** Task inputs follows **

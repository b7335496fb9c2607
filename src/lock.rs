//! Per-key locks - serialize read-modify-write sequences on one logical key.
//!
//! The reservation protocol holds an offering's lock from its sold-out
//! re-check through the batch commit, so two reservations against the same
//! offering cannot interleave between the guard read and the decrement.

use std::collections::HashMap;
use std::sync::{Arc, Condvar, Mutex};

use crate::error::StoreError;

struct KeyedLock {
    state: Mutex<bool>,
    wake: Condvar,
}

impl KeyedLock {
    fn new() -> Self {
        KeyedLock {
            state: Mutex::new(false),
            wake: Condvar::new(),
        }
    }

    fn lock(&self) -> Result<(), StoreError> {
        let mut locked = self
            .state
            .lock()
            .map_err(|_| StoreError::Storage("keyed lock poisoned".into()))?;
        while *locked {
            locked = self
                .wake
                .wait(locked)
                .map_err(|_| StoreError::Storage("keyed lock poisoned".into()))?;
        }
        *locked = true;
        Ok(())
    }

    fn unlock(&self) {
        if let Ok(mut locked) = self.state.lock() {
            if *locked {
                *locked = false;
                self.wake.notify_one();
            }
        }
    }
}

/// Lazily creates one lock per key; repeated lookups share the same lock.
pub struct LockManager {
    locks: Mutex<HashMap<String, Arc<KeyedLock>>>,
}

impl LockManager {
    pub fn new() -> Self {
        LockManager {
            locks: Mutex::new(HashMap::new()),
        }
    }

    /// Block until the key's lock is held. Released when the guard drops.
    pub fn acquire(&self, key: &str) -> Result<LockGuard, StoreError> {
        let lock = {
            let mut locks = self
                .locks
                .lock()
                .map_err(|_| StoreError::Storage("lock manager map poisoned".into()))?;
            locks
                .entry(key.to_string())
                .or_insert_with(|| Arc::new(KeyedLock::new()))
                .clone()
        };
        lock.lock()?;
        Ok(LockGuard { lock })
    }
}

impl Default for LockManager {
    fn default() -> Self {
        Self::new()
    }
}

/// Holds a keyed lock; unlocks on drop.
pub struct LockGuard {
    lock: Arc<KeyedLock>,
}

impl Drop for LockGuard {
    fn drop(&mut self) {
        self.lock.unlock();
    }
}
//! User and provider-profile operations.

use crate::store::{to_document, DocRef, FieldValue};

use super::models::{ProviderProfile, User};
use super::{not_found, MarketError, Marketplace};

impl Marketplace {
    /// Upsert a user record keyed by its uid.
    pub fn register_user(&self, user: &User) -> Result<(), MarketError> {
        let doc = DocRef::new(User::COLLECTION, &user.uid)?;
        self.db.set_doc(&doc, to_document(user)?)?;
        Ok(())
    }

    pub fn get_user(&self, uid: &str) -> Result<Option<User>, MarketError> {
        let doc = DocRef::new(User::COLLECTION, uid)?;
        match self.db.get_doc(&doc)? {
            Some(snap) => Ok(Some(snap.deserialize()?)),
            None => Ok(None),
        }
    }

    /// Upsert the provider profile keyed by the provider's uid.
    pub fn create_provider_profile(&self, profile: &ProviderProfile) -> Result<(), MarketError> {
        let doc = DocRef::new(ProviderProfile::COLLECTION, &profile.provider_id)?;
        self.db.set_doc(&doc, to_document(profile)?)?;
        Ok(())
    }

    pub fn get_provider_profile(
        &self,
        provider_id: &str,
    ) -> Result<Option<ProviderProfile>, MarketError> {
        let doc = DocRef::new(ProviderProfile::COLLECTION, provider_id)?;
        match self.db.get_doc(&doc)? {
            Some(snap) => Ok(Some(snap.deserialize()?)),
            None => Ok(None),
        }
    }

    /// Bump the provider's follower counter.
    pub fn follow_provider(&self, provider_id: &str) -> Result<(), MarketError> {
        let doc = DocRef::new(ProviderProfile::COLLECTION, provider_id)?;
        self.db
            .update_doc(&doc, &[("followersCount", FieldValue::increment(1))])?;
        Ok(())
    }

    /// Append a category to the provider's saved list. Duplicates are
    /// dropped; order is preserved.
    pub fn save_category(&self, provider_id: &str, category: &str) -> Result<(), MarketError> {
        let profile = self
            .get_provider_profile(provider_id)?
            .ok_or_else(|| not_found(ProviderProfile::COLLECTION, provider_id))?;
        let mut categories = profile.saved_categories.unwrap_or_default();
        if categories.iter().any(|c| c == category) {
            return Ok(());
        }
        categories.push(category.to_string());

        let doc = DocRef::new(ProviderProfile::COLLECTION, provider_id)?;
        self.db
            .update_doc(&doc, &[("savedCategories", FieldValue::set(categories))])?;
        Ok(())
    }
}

** End of Task inputs **
** Task inputs follows **

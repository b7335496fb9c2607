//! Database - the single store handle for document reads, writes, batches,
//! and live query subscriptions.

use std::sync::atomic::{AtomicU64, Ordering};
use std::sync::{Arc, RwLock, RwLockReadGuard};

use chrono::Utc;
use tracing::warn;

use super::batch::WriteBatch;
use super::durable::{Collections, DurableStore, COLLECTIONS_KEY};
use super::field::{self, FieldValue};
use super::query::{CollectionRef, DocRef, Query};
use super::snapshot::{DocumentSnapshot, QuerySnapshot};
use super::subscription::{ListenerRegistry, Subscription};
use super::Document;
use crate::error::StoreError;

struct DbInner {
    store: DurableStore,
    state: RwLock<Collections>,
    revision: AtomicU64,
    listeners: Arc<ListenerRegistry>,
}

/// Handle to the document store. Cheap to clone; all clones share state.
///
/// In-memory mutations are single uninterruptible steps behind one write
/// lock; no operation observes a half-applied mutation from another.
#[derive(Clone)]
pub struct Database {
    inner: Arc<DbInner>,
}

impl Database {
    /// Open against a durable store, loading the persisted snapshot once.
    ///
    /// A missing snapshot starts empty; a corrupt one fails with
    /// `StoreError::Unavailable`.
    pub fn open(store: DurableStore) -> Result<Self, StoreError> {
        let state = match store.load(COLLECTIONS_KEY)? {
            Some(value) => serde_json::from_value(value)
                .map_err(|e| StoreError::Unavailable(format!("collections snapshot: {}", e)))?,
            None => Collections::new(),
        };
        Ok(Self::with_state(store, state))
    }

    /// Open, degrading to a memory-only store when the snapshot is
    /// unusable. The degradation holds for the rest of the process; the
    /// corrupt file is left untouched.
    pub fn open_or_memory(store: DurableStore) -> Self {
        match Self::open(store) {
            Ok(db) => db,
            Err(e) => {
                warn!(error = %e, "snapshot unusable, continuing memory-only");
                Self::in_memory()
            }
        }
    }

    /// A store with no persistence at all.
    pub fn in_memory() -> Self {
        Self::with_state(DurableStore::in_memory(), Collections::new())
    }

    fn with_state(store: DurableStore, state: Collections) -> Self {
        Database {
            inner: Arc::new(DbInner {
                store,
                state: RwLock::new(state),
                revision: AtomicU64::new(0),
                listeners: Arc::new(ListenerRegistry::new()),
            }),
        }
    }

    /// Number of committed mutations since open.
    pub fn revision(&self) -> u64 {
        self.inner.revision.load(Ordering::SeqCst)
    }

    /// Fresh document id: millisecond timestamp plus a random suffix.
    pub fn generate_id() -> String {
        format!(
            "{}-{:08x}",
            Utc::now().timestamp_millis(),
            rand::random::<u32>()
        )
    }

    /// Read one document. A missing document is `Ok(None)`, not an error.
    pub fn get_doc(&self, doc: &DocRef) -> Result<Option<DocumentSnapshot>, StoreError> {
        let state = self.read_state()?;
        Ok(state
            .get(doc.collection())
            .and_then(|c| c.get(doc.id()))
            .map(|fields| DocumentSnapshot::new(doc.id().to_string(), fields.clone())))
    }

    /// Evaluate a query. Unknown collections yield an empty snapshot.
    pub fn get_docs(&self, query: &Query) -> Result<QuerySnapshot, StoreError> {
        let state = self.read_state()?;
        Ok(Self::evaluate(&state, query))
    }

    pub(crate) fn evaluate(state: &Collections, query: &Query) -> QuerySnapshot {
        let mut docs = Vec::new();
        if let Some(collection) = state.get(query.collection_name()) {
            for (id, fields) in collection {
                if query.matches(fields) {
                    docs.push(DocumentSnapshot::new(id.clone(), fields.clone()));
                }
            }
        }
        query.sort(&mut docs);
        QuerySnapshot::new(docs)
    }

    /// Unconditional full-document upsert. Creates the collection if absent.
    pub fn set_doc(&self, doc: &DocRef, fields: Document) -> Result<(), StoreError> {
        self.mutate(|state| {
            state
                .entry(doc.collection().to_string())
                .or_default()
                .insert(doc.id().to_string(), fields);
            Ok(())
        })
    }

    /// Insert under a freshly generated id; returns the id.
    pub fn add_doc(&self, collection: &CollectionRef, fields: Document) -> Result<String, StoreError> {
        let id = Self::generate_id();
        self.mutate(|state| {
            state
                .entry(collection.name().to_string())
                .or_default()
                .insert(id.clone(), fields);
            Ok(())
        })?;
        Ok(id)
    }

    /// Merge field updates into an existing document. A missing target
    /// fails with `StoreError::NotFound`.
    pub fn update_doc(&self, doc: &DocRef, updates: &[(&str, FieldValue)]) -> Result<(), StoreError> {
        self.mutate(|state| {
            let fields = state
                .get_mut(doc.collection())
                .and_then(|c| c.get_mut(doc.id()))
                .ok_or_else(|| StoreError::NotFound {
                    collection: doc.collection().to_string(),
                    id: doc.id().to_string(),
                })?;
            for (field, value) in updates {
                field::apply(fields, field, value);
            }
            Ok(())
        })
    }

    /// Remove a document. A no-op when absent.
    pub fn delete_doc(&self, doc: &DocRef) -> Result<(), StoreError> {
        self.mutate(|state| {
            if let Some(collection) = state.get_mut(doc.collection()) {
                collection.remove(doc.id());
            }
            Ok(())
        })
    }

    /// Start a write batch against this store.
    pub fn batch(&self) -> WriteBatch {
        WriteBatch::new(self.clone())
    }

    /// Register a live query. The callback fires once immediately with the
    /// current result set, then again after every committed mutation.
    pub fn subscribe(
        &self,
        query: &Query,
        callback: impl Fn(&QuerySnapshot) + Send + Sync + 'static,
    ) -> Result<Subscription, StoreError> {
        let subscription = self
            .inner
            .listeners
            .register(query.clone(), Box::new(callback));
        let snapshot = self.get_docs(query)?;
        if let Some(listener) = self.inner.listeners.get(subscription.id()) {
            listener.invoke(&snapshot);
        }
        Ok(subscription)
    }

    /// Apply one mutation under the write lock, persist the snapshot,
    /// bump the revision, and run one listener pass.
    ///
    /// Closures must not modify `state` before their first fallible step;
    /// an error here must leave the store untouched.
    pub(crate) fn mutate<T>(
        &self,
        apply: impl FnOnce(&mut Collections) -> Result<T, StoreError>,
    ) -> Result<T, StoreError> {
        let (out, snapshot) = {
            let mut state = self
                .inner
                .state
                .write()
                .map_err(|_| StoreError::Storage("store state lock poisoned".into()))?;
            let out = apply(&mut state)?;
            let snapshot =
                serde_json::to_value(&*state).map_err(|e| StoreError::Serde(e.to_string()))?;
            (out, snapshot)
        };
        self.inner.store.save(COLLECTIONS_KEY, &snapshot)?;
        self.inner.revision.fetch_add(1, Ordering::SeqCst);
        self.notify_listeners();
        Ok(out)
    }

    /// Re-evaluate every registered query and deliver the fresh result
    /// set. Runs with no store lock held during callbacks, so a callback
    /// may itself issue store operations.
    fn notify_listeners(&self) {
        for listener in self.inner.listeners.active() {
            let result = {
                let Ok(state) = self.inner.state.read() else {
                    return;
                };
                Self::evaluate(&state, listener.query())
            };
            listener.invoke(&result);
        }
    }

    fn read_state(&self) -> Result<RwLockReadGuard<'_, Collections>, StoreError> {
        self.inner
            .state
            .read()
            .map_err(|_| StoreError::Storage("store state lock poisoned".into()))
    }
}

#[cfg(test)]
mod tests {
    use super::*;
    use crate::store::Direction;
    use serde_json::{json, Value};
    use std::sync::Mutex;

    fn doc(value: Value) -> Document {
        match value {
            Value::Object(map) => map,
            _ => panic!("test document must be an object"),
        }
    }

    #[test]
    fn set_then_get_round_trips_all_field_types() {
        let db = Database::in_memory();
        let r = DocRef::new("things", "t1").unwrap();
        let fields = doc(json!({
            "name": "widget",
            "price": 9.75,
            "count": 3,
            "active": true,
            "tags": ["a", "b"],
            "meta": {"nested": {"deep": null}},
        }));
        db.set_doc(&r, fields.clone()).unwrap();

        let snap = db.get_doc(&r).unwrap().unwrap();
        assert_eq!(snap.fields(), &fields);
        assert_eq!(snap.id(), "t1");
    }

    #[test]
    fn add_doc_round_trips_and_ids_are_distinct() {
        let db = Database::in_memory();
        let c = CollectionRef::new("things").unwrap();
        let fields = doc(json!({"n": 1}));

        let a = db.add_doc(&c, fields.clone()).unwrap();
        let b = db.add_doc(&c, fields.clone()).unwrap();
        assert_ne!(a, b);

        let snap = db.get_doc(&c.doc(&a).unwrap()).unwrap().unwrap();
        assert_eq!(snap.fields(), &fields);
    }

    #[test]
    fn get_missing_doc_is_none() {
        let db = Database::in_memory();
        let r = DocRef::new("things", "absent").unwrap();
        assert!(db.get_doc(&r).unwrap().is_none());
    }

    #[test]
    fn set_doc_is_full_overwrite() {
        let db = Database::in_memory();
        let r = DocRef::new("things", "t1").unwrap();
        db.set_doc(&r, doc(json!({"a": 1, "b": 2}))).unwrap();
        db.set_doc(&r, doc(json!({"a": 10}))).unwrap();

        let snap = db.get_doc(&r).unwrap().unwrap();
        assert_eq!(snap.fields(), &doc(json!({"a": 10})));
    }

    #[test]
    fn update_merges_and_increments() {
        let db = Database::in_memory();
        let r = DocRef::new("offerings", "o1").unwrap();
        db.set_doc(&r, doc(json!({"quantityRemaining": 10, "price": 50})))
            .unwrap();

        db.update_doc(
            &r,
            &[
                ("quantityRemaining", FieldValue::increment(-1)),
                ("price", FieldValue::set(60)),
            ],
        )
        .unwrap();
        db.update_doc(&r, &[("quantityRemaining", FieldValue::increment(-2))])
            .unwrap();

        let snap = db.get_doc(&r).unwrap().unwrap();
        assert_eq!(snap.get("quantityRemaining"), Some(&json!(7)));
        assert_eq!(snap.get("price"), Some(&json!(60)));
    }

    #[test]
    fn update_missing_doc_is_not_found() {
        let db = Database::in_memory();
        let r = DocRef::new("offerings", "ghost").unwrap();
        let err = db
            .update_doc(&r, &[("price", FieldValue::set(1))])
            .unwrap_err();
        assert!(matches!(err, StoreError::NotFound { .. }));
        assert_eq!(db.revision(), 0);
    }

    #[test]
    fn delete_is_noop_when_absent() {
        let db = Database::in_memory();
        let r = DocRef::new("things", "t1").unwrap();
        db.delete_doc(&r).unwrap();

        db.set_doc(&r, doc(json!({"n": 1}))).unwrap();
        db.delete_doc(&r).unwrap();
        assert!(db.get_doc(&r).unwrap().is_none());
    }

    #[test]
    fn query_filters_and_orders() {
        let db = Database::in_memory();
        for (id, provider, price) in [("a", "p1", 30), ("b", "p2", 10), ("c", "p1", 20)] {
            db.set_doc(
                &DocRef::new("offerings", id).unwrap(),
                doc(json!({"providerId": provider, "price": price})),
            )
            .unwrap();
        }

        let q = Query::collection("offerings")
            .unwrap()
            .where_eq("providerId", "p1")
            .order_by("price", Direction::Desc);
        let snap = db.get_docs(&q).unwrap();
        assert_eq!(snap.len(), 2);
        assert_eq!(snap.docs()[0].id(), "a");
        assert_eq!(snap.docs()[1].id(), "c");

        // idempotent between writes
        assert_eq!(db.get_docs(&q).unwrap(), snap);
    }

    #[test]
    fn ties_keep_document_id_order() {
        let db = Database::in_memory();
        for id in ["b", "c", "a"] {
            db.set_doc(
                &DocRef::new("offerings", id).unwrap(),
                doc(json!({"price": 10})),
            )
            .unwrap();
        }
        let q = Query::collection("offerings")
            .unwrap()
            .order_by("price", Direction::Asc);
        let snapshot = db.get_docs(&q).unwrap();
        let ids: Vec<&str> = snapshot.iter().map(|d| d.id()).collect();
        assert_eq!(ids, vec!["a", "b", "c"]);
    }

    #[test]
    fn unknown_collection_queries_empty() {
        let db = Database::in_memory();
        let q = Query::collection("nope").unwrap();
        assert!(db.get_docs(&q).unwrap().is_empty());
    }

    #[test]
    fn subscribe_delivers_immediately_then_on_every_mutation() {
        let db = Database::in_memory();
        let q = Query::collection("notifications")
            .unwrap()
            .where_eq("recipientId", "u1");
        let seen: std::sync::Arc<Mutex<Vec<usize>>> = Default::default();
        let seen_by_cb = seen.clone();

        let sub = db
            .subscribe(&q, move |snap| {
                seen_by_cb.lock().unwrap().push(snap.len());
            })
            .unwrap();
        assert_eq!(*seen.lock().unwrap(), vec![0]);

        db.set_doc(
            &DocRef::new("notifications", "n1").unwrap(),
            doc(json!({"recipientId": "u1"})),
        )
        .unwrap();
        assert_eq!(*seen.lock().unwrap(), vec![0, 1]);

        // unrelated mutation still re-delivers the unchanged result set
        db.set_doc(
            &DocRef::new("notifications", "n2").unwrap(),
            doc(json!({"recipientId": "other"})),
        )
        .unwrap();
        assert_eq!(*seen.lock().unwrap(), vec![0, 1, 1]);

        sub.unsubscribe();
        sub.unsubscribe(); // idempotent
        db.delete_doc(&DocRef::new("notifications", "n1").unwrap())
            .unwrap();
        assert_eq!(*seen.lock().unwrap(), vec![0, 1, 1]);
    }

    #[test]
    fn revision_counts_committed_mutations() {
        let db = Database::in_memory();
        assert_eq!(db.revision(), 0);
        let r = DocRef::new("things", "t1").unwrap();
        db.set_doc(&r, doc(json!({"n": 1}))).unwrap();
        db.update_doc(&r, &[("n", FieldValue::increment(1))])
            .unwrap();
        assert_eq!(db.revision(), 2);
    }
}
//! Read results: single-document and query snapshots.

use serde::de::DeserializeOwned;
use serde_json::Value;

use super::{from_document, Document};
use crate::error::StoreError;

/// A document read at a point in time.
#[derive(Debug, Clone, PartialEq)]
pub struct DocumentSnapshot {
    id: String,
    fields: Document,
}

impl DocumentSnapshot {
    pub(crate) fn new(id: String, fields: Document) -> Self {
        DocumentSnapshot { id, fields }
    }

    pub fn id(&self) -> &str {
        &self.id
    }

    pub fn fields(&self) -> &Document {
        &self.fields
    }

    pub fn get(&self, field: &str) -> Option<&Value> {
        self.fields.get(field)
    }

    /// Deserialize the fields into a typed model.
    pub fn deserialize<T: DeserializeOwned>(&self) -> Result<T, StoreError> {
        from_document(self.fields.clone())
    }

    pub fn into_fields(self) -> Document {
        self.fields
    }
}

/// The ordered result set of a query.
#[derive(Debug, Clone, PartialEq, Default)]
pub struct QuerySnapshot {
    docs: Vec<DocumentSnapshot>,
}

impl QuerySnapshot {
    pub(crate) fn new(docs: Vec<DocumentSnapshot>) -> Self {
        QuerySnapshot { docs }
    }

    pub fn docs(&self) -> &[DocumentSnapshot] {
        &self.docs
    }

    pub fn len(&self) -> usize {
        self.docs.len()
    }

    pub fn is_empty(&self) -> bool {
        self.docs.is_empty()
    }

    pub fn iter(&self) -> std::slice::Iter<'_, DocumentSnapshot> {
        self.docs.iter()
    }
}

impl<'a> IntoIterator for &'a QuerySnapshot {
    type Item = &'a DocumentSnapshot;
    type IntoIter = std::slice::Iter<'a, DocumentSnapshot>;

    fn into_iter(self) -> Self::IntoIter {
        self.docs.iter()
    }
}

** End of Task inputs **
** Task inputs follows **

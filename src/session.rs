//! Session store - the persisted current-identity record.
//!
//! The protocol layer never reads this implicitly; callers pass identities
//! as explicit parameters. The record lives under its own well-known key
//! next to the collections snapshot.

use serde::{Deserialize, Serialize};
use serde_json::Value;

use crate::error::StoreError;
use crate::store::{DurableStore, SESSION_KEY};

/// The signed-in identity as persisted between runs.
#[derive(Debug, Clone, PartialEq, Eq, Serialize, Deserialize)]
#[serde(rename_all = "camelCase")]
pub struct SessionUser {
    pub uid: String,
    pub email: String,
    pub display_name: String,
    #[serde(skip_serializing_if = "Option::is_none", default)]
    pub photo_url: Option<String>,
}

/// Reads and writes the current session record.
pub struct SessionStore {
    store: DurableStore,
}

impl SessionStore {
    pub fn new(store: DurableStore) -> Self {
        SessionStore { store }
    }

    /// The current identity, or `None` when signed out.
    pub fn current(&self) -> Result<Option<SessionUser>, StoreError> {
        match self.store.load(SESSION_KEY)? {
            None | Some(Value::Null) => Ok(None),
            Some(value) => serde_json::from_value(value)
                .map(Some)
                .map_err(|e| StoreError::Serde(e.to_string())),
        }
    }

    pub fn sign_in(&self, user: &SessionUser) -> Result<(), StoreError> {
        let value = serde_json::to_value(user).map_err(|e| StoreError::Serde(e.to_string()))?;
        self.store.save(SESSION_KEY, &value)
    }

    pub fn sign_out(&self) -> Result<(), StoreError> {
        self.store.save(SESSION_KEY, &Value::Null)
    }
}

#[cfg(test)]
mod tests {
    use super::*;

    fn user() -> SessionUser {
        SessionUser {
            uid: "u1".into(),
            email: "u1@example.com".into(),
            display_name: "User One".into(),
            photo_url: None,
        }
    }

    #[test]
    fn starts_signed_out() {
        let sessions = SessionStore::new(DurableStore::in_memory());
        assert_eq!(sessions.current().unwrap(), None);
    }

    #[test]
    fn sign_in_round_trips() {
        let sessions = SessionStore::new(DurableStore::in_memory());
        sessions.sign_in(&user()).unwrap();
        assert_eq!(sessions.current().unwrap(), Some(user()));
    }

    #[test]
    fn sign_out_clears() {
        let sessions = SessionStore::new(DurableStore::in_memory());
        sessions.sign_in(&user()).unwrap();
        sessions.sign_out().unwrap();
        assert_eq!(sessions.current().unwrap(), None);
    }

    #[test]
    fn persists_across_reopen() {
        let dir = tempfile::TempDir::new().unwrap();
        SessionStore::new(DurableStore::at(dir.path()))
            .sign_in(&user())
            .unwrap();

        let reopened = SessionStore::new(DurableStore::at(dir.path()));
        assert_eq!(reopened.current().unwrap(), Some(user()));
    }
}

** End of Task inputs **

→ What the exercise asks
The lines you return should be those above that contain the word "unsubscribe", every one of them.

→ Written answer
        sub.unsubscribe();
        sub.unsubscribe(); // idempotent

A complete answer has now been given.